This translation first published by Honford Star 2021

honfordstar.com

Translation copyright © Soje 2021

All rights reserved

The moral right of the translator and editors has been asserted.

해가 지는 곳으로(TO THE WARM HORIZON)

by 최진영 (Choi Jin-young)

Copyright © Choi Jin-young 2017

All rights reserved

Originally published in Korea

by Minumsa Publishing Co., Ltd., Seoul in 2017.

English translation edition is published by arrangement with Choi Jin-young c/o Minumsa Publishing Co., Ltd.

ISBN (paperback): 978-1-9162771-4-4

ISBN (ebook): 978-1-9162771-5-1

A catalogue record for this book is available from the British Library.

Cover design by Choi Jaehoon/werkgraphic.com

Typeset by Honford Star

This book is published with the support of the

Literature Translation Institute of Korea (LTI Korea).

Contents

Prologue

To the Warm Horizon

Epilogue

Prologue

Ryu

Have you heard of Korea?

Is Korea still where it used to be?

I was born in Korea. That’s where I met Dan and gave birth to Haerim and Haemin.

That was a long time ago.

Haemin now lives in Warsaw. His wife recently gave birth to their fourth child. They told me they named her Lee Bona. They say Bona is as small as Haemin’s head. I will never see that small, precious, precarious bundle of life. Much less hold her in my arms.

Haerim died when she was eleven years old. We abandoned Korea because she died. I abandoned explanation as we left Korea. Haemin was seven at the time. The age when children have a lot of questions. Haemin could not understand his parents’ decision to leave his bicycle, his computer, and his older sister’s room behind. I could not give him any explanation. I could not tell him, At least some of us have to survive.

I had happened to hear the midnight news in bed. It was a Monday. They said that a strange virus was spreading in a distant country, that the virus would mutate with every new vaccine. Tired as I was, I was mentally adding up our monthly expenses on birthdays, funerals, and weddings as the newscaster explained that there was no way of knowing what to look out for because the infection process was yet unknown. The next day, news of the virus took wind on every street. But it’ll be fine soon. That was what we believed. Because the disaster is in a distant country. Because modern medicine and the government will protect us. Even as we heard about surging death tolls in the Americas, we worried about the cost of living, retirement, and our children’s education in Korea. Then I received the call that Haerim was dead. She’d died less than an hour after being transported from her school to the hospital. Haerim had overslept that morning. After washing her face and tying her hair in a ponytail, she’d complained that her forehead was hot. She’d mumbled weakly that she wanted to eat a Bulgogi Whopper as she put on her backpack. A soft whisper to herself as if chanting an old, bygone wish. I’d handed her a five thousand won bill and told her to buy one after school. Haerim had hugged me tight around my waist and rubbed her head on my chest.

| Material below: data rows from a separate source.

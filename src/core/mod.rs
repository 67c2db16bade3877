//! Core engine: everything a scan needs, with no UI concerns.

pub mod blur;
pub mod cache;
pub mod decode;
pub mod duplicate;
pub mod orchestrator;
pub mod report;
pub mod scanner;
pub mod similar;
pub mod state;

I’ll get you medicine on my way home from work, I’d said. That was my last farewell.

The official death toll that day, in Korea alone, had been over a hundred thousand. It increased nearly fivefold the next day. We claimed Haerim’s neglected body from the hospital and buried her in the hills behind our neighborhood. We dug into the earth without shedding a single tear. The parting had struck like lightning. We knew nothing of death. Only as we lowered the body into the pit and began covering it with dirt could I truly see: I was dumping Haerim into the ice-cold earth. Shrieking, I jumped into the pit and embraced her. I wanted to hold her in my arms and be buried alongside her. Haerim looked like she didn’t even know she was dead. As she lay there on the frozen earth, it really seemed as if she was simply waiting for class to end so she could go eat that burger. I covered her with dirt, failing to leave her favorite burger by her side.

Mass bankruptcy brought on a disaster surpassing the disease: a rise in robberies, smuggling, human trafficking, murder, violence, and religious cults. The male mortality rate was much higher, and a baseless rumor began to circulate that the infected could be cured by eating the livers of young children. Governments dissolved; public order collapsed. Those were the days when we could neither stay nor leave.

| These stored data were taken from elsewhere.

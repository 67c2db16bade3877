//! # Report Module
//!
//! Result records produced by a scan, the container that collects them,
//! and a versioned JSON export so a finished scan can be reviewed later
//! without rescanning.

use crate::config::{BlurAlgorithm, ScanSettings};
use crate::error::StateError;
use chrono::{DateTime, Utc};
use serde::{Deserialize, Serialize};
use std::fs;
use std::path::{Path, PathBuf};
use tracing::warn;

/// Version written into exported result documents
pub const RESULTS_FORMAT_VERSION: u32 = 1;

/// One image flagged by the blur scorer
#[derive(Debug, Clone, Serialize, Deserialize)]
pub struct BlurResult {
    pub path: PathBuf,
    /// Score in the algorithm's own units
    pub score: f64,
    pub algorithm: BlurAlgorithm,
    /// The cutoff the score was compared against
    pub threshold: f64,
    pub is_blurry: bool,
}

/// Byte-identical files sharing one content digest
#[derive(Debug, Clone, PartialEq, Eq, Serialize, Deserialize)]
pub struct DuplicateGroup {
    pub digest: String,
    /// At least two members, lexicographically sorted
    pub paths: Vec<PathBuf>,
}

/// Two visually similar (but not byte-identical) images
#[derive(Debug, Clone, PartialEq, Eq, Serialize, Deserialize)]
pub struct SimilarPair {
    /// The lexicographically smaller path of the pair
    pub first: PathBuf,
    pub second: PathBuf,
    /// Hamming distance in hash-only mode, good-match count otherwise
    pub score: u32,
}

impl SimilarPair {
    /// Build a pair in canonical (sorted) order
    pub fn new(a: PathBuf, b: PathBuf, score: u32) -> Self {
        let (first, second) = if a <= b { (a, b) } else { (b, a) };
        Self {
            first,
            second,
            score,
        }
    }
}

/// The scan operation a failure occurred in
#[derive(Debug, Clone, Copy, PartialEq, Eq, Serialize, Deserialize)]
#[serde(rename_all = "kebab-case")]
pub enum Operation {
    Enumerate,
    BlurScore,
    ContentHash,
    PerceptualHash,
    DescriptorMatch,
}

/// What a recorded failure was about
#[derive(Debug, Clone, PartialEq, Eq, Serialize, Deserialize)]
pub enum ErrorSubject {
    /// A single file
    Path(PathBuf),
    /// An unordered pair of files, stored sorted
    Pair(PathBuf, PathBuf),
}

/// A non-fatal failure collected during the scan
#[derive(Debug, Clone, PartialEq, Eq, Serialize, Deserialize)]
pub struct ErrorRecord {
    pub operation: Operation,
    pub subject: ErrorSubject,
    pub message: String,
}

impl ErrorRecord {
    pub fn for_path(operation: Operation, path: PathBuf, message: impl Into<String>) -> Self {
        Self {
            operation,
            subject: ErrorSubject::Path(path),
            message: message.into(),
        }
    }

    pub fn for_pair(
        operation: Operation,
        a: PathBuf,
        b: PathBuf,
        message: impl Into<String>,
    ) -> Self {
        let (first, second) = if a <= b { (a, b) } else { (b, a) };
        Self {
            operation,
            subject: ErrorSubject::Pair(first, second),
            message: message.into(),
        }
    }
}

/// Everything one scan produced
#[derive(Debug, Clone, Default, Serialize, Deserialize)]
pub struct ScanResults {
    pub blurry: Vec<BlurResult>,
    pub duplicates: Vec<DuplicateGroup>,
    pub similar: Vec<SimilarPair>,
    pub errors: Vec<ErrorRecord>,
}

impl ScanResults {
    /// Total number of flagged items across the three finding buckets
    pub fn finding_count(&self) -> usize {
        self.blurry.len() + self.duplicates.len() + self.similar.len()
    }

    pub fn is_empty(&self) -> bool {
        self.finding_count() == 0 && self.errors.is_empty()
    }
}

/// Envelope written by [`save_results`] and read by [`load_results`]
#[derive(Debug, Clone, Serialize, Deserialize)]
pub struct ResultsDocument {
    pub format_version: u32,
    pub saved_at: DateTime<Utc>,
    pub scanned_directory: PathBuf,
    pub settings_used: ScanSettings,
    pub results: ScanResults,
}

/// Export results to a JSON file
pub fn save_results(
    path: &Path,
    scanned_directory: &Path,
    settings: &ScanSettings,
    results: &ScanResults,
) -> Result<(), StateError> {
    let document = ResultsDocument {
        format_version: RESULTS_FORMAT_VERSION,
        saved_at: Utc::now(),
        scanned_directory: scanned_directory.to_path_buf(),
        settings_used: settings.clone(),
        results: results.clone(),
    };

    let json = serde_json::to_string_pretty(&document)
        .map_err(|e| StateError::SerializationFailed(e.to_string()))?;
    fs::write(path, json).map_err(|e| StateError::WriteFailed {
        path: path.to_path_buf(),
        source: e,
    })
}

/// Load a previously exported document.
///
/// A newer format version loads with a warning; structural problems are
/// hard errors.
pub fn load_results(path: &Path) -> Result<ResultsDocument, StateError> {
    let contents = fs::read_to_string(path).map_err(|e| StateError::InvalidState {
        path: path.to_path_buf(),
        reason: e.to_string(),
    })?;

    let document: ResultsDocument =
        serde_json::from_str(&contents).map_err(|e| StateError::InvalidState {
            path: path.to_path_buf(),
            reason: e.to_string(),
        })?;

    if document.format_version != RESULTS_FORMAT_VERSION {
        warn!(
            found = document.format_version,
            expected = RESULTS_FORMAT_VERSION,
            "results document has an unexpected format version"
        );
    }

    Ok(document)
}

Nevertheless, there were people who tried to stay. Those who believed that it would be the same wherever they went. Those who did not give up on whatever was left of their daily lives, memories without flesh or bone. Those who said if they must die, then they would die in their own homes. Like noble heroes, like warriors who laid down their weapons, they stood their ground. Meanwhile, I abandoned everyone except Dan and Haemin. My father and my older sister and their families. My old friends. Did they think they abandoned me, too? We had pledged that we would reunite somewhere someday, even if we had wronged each other and went our separate ways. That was our wide-eyed delusion.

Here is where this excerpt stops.